I was in Bombay, ok Mumbai, last year. I went into the office where the office boss knows of my curry addiction. 

Him: "We heard you were coming, so we have pre ordered the curry, Is Indian Curry ok"

Me: "??????????- just checking - but this is Mumbai?"

Him: "Yes but now we have British Curries here as well - they are very popular"

So there you go(EEK)


next episode - taking coal to Newcastle


----------



## Donald McGhee

Having spent my first 5 years in Nigeria I was well used to exotic food and was really pleased to sample "new" dishes like mince and tatties, stovies, liver and bacon and fish and chips when I returned to live with my Grandparents for three years. Bit of an **** about face process for me.

Going to sea opened up a whole new box of food that was alternately altered either beyond recognition to its detriment, or turned into something approaching heaven, dependent on the cook!

Bank Line curries still can't be beat and the pepper soups, palm oil chops and groundnut stews are still some of my favourite tucker (make 'em meself).

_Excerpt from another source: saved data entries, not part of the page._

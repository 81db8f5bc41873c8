//! Gateway operation codes

use serde::{Deserialize, Deserializer, Serialize, Serializer};

/// Gateway operation codes
///
/// Op codes define the type of frame sent or received over the WebSocket connection.
#[derive(Debug, Clone, Copy, PartialEq, Eq, Hash)]
#[repr(u8)]
pub enum OpCode {
    /// Server delivers an event to the client (server only)
    Dispatch = 0,
    /// Liveness ping (server only)
    Ping = 1,
    /// Answer to a liveness ping (client only)
    Pong = 2,
    /// Client-originated event to route to another user (client only)
    Event = 3,
    /// Rejected or undeliverable event report (server only)
    Error = 9,
    /// Sent on connect (server only)
    Hello = 10,
}

impl OpCode {
    /// Create an `OpCode` from a raw integer value
    #[must_use]
    pub fn from_u8(value: u8) -> Option<Self> {
        match value {
            0 => Some(Self::Dispatch),
            1 => Some(Self::Ping),
            2 => Some(Self::Pong),
            3 => Some(Self::Event),
            9 => Some(Self::Error),
            10 => Some(Self::Hello),
            _ => None,
        }
    }

    /// Get the raw integer value
    #[must_use]
    pub const fn as_u8(self) -> u8 {
        self as u8
    }

    /// Check if this op code can be sent by the client
    #[must_use]
    pub const fn is_client_op(self) -> bool {
        matches!(self, Self::Pong | Self::Event)
    }

    /// Get the name of this op code
    #[must_use]
    pub const fn name(self) -> &'static str {
        match self {
            Self::Dispatch => "Dispatch",
            Self::Ping => "Ping",
            Self::Pong => "Pong",
            Self::Event => "Event",
            Self::Error => "Error",
            Self::Hello => "Hello",
        }
    }
}

impl Serialize for OpCode {
    fn serialize<S>(&self, serializer: S) -> Result<S::Ok, S::Error>
    where
        S: Serializer,
    {
        serializer.serialize_u8(self.as_u8())
    }
}

impl<'de> Deserialize<'de> for OpCode {
    fn deserialize<D>(deserializer: D) -> Result<Self, D::Error>
    where
        D: Deserializer<'de>,
    {
        let value = u8::deserialize(deserializer)?;
        Self::from_u8(value).ok_or_else(|| serde::de::Error::custom(format!("invalid op code: {value}")))
    }
}

impl std::fmt::Display for OpCode {
    fn fmt(&self, f: &mut std::fmt::Formatter<'_>) -> std::fmt::Result {
        write!(f, "{} ({})", self.name(), self.as_u8())
    }
}
//! WebSocket handler
//!
//! One upgraded socket becomes one session. The socket is split: a reader
//! task handles inbound frames, and a writer task is the only consumer of
//! the session's outbound queue and the only writer to the sink.

use crate::connection::{OutboundFrame, OutboundReceiver, TransportHandle, TransportKind};
use crate::error::GatewayError;
use crate::protocol::{ClientEventError, CloseCode, ErrorPayload, GatewayMessage, HelloPayload, OpCode};
use crate::router::DeliveryResult;
use crate::server::GatewayState;
use axum::{
    extract::{
        ws::{CloseFrame, Message, WebSocket},
        Query, State, WebSocketUpgrade,
    },
    http::{HeaderMap, StatusCode},
    response::{IntoResponse, Response},
    Json,
};
use courier_common::{ErrorResponse, EventType, SessionId, UserId};
use futures_util::stream::{SplitSink, SplitStream};
use futures_util::{SinkExt, StreamExt};
use serde::Deserialize;
use std::time::Duration;

/// Header carrying the identity established by the upstream auth layer
pub const USER_ID_HEADER: &str = "x-user-id";

/// Frames larger than this many times the payload limit are refused by the
/// codec before they are buffered
const CODEC_CEILING_FACTOR: usize = 4;

/// Query parameters accepted on the upgrade request
#[derive(Debug, Default, Deserialize)]
pub struct GatewayQuery {
    pub user_id: Option<String>,
}

type WsSink = SplitSink<WebSocket, Message>;
type WsStream = SplitStream<WebSocket>;

/// WebSocket gateway handler
pub async fn gateway_handler(
    State(state): State<GatewayState>,
    Query(query): Query<GatewayQuery>,
    headers: HeaderMap,
    ws: WebSocketUpgrade,
) -> Response {
    let Some(user_id) = identity(&headers, &query) else {
        return (
            StatusCode::UNAUTHORIZED,
            Json(ErrorResponse::new("NOT_AUTHENTICATED", "Missing user identity")),
        )
            .into_response();
    };

    let ceiling = state
        .config()
        .realtime
        .max_payload_bytes
        .saturating_mul(CODEC_CEILING_FACTOR);

    ws.max_message_size(ceiling)
        .on_upgrade(move |socket| handle_socket(state, user_id, socket))
}

/// Pre-authenticated user id from the header, falling back to the query string
fn identity(headers: &HeaderMap, query: &GatewayQuery) -> Option<UserId> {
    headers
        .get(USER_ID_HEADER)
        .and_then(|value| value.to_str().ok())
        .map(str::to_string)
        .or_else(|| query.user_id.clone())
        .map(|raw| raw.trim().to_string())
        .filter(|raw| !raw.is_empty())
        .map(UserId::new)
}

/// Handle an upgraded WebSocket connection
async fn handle_socket(state: GatewayState, user_id: UserId, mut socket: WebSocket) {
    let router = state.router();
    let registry = router.registry();
    let realtime = &state.config().realtime;

    let session_id = SessionId::generate();
    let (handle, rx) = TransportHandle::channel(realtime.outbound_queue_size);

    // Connection limit first; only an accepted session spends a connect token
    if let Err(e) = registry.register(user_id.clone(), session_id.clone(), handle, TransportKind::WebSocket) {
        tracing::info!(user_id = %user_id, reason = %e, "Connection refused");
        send_close(&mut socket, e.close_code()).await;
        return;
    }

    if let Err(e) = router.admit(&user_id, &EventType::Connect) {
        tracing::info!(user_id = %user_id, reason = %e, "Connect rate limited");
        registry.unregister(&session_id);
        send_close(&mut socket, e.close_code()).await;
        return;
    }

    // Hello goes out before the writer starts, so it is always the first frame
    let hello = GatewayMessage::hello(&HelloPayload {
        session_id: session_id.to_string(),
        ping_interval: realtime.ping_interval_ms,
        ping_timeout: realtime.ping_timeout_ms,
        max_payload: realtime.max_payload_bytes,
    });
    let connect_timeout = Duration::from_millis(realtime.connect_timeout_ms);
    if !send_message(&mut socket, &hello, connect_timeout).await {
        tracing::warn!(session_id = %session_id, "Failed to send Hello message");
        registry.unregister(&session_id);
        return;
    }

    tracing::info!(
        session_id = %session_id,
        user_id = %user_id,
        "WebSocket connection established"
    );

    let (sink, stream) = socket.split();
    let mut send_task = tokio::spawn(write_loop(sink, rx, session_id.clone()));
    let mut recv_task = tokio::spawn(read_loop(
        state.clone(),
        stream,
        user_id.clone(),
        session_id.clone(),
    ));

    // Wait for either side to finish, then stop the other
    tokio::select! {
        result = &mut recv_task => {
            if let Ok(Some(close_code)) = result {
                tracing::debug!(
                    session_id = %session_id,
                    close_code = ?close_code,
                    "Receive task ended with close code"
                );
                // The writer sends the close frame, then ends
                registry.close(&session_id, close_code);
            } else {
                registry.unregister(&session_id);
            }
            let _ = send_task.await;
        }
        _ = &mut send_task => {
            tracing::debug!(session_id = %session_id, "Send task ended");
            recv_task.abort();
        }
    }

    // Idempotent; a no-op when eviction or shutdown already removed it
    registry.unregister(&session_id);
    tracing::info!(session_id = %session_id, user_id = %user_id, "WebSocket connection closed");
}

/// Drain the outbound queue into the socket
///
/// A close request is written as soon as it is made, ahead of queued frames.
async fn write_loop(mut sink: WsSink, mut rx: OutboundReceiver, session_id: SessionId) {
    while let Some(frame) = rx.recv().await {
        match frame {
            OutboundFrame::Message(message) => {
                let json = match message.to_json() {
                    Ok(json) => json,
                    Err(e) => {
                        tracing::warn!(session_id = %session_id, error = %e, "Failed to encode frame");
                        continue;
                    }
                };
                if sink.send(Message::Text(json.into())).await.is_err() {
                    tracing::warn!(session_id = %session_id, "Failed to send message to WebSocket");
                    return;
                }
            }
            OutboundFrame::Close(code) => {
                let _ = sink.send(close_message(code)).await;
                return;
            }
        }
    }

    // Registry dropped the session without a close code
    let _ = sink.close().await;
}

/// Handle inbound frames until the client leaves or breaks protocol
async fn read_loop(
    state: GatewayState,
    mut stream: WsStream,
    user_id: UserId,
    session_id: SessionId,
) -> Option<CloseCode> {
    let max_payload = state.config().realtime.max_payload_bytes;
    let registry = state.router().registry();

    while let Some(msg) = stream.next().await {
        let text = match msg {
            Ok(Message::Text(text)) => text,
            Ok(Message::Binary(_)) => {
                tracing::debug!(session_id = %session_id, "Binary messages not supported");
                return Some(CloseCode::DecodeError);
            }
            Ok(Message::Ping(_) | Message::Pong(_)) => {
                // Transport-level keepalives count as activity
                registry.touch(&session_id);
                continue;
            }
            Ok(Message::Close(_)) => {
                tracing::debug!(session_id = %session_id, "Client closed connection");
                return None;
            }
            Err(e) => {
                tracing::warn!(session_id = %session_id, error = %e, "WebSocket error");
                return None;
            }
        };

        registry.touch(&session_id);

        if text.len() > max_payload {
            tracing::debug!(
                session_id = %session_id,
                size = text.len(),
                max_payload,
                "Frame exceeds payload limit"
            );
            return Some(CloseCode::PayloadTooLarge);
        }

        let message = match GatewayMessage::from_json(&text) {
            Ok(message) => message,
            Err(e) => {
                tracing::debug!(session_id = %session_id, error = %e, "Failed to parse message");
                return Some(CloseCode::DecodeError);
            }
        };

        tracing::trace!(session_id = %session_id, op = %message.op, "Received message");

        match message.op {
            OpCode::Pong => {}
            OpCode::Event => {
                let (event_type, event) = match message.as_client_event() {
                    Ok(parsed) => parsed,
                    Err(ClientEventError::UnknownType(e)) => {
                        // Rejected before admission so unknown names never get a bucket
                        tracing::debug!(session_id = %session_id, event_type = %e.0, "Unknown event type");
                        let payload = GatewayError::from(e).to_payload();
                        let _ = registry.send_to_session(&session_id, GatewayMessage::error(None, &payload));
                        continue;
                    }
                    Err(e) => {
                        tracing::debug!(session_id = %session_id, error = %e, "Malformed event");
                        return Some(CloseCode::DecodeError);
                    }
                };
                handle_client_event(&state, &user_id, &session_id, event_type, event.target, event.payload).await;
            }
            _ => {
                tracing::debug!(session_id = %session_id, op = %message.op, "Unexpected client opcode");
                return Some(CloseCode::UnknownOpcode);
            }
        }
    }

    None
}

/// Route a client-originated event, answering the sender on failure
async fn handle_client_event(
    state: &GatewayState,
    sender: &UserId,
    session_id: &SessionId,
    event_type: EventType,
    target: UserId,
    payload: serde_json::Value,
) {
    let router = state.router();
    let reply = match router.dispatch(sender, event_type, &target, payload).await {
        Ok(DeliveryResult::Undelivered) => Some(ErrorPayload {
            code: DeliveryResult::UNDELIVERED_CODE.to_string(),
            message: format!("User {target} has no active session"),
            retry_after_ms: None,
        }),
        Ok(_) => None,
        Err(e) => Some(e.to_payload()),
    };

    if let Some(payload) = reply {
        // A failed reply already tore the session down
        let _ = router
            .registry()
            .send_to_session(session_id, GatewayMessage::error(Some(&event_type), &payload));
    }
}

async fn send_message(socket: &mut WebSocket, message: &GatewayMessage, timeout: Duration) -> bool {
    let Ok(json) = message.to_json() else {
        return false;
    };
    matches!(
        tokio::time::timeout(timeout, socket.send(Message::Text(json.into()))).await,
        Ok(Ok(()))
    )
}

async fn send_close(socket: &mut WebSocket, code: CloseCode) {
    let _ = socket.send(close_message(code)).await;
}

fn close_message(code: CloseCode) -> Message {
    let (code, reason) = GatewayMessage::close_frame(code);
    Message::Close(Some(CloseFrame {
        code,
        reason: reason.into(),
    }))
}
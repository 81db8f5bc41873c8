//! Redis Pub/Sub publisher.
//!
//! Publishes already-encoded relay envelopes to a named channel.

use crate::pool::{RedisPool, RedisResult};
use redis::AsyncCommands;

/// Redis Pub/Sub publisher
#[derive(Clone)]
pub struct Publisher {
    pool: RedisPool,
}

impl Publisher {
    /// Create a new publisher
    #[must_use]
    pub fn new(pool: RedisPool) -> Self {
        Self { pool }
    }

    /// Publish a raw message to a channel
    ///
    /// Returns the number of subscribers Redis handed the message to, which
    /// includes this instance's own subscriber.
    pub async fn publish_raw(&self, channel: &str, message: &str) -> RedisResult<u32> {
        let mut conn = self.pool.get().await?;
        let receivers: u32 = conn.publish(channel, message).await?;

        tracing::trace!(
            channel = %channel,
            bytes = message.len(),
            receivers = receivers,
            "Published raw message"
        );

        Ok(receivers)
    }
}

impl std::fmt::Debug for Publisher {
    fn fmt(&self, f: &mut std::fmt::Formatter<'_>) -> std::fmt::Result {
        f.debug_struct("Publisher").field("pool", &self.pool).finish()
    }
}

No wonder I am almost spherical!


----------



## GeeM

I spent my Engineer Cadetship with Turnbulls at Poplar Tech between 79 and 83When I first arrived the sight of people eating jellied eels In the East End Pubs nearly turned my stomach . By the time I finished 3rd Phase I was putting them away with everybody else.


----------



## alan ward

GeeM said:


> I spent my Engineer Cadetship with Turnbulls at Poplar Tech between 79 and 83When I first arrived the sight of people eating jellied eels In the East End Pubs nearly turned my stomach . By the time I finished 3rd Phase I was putting them away with everybody else.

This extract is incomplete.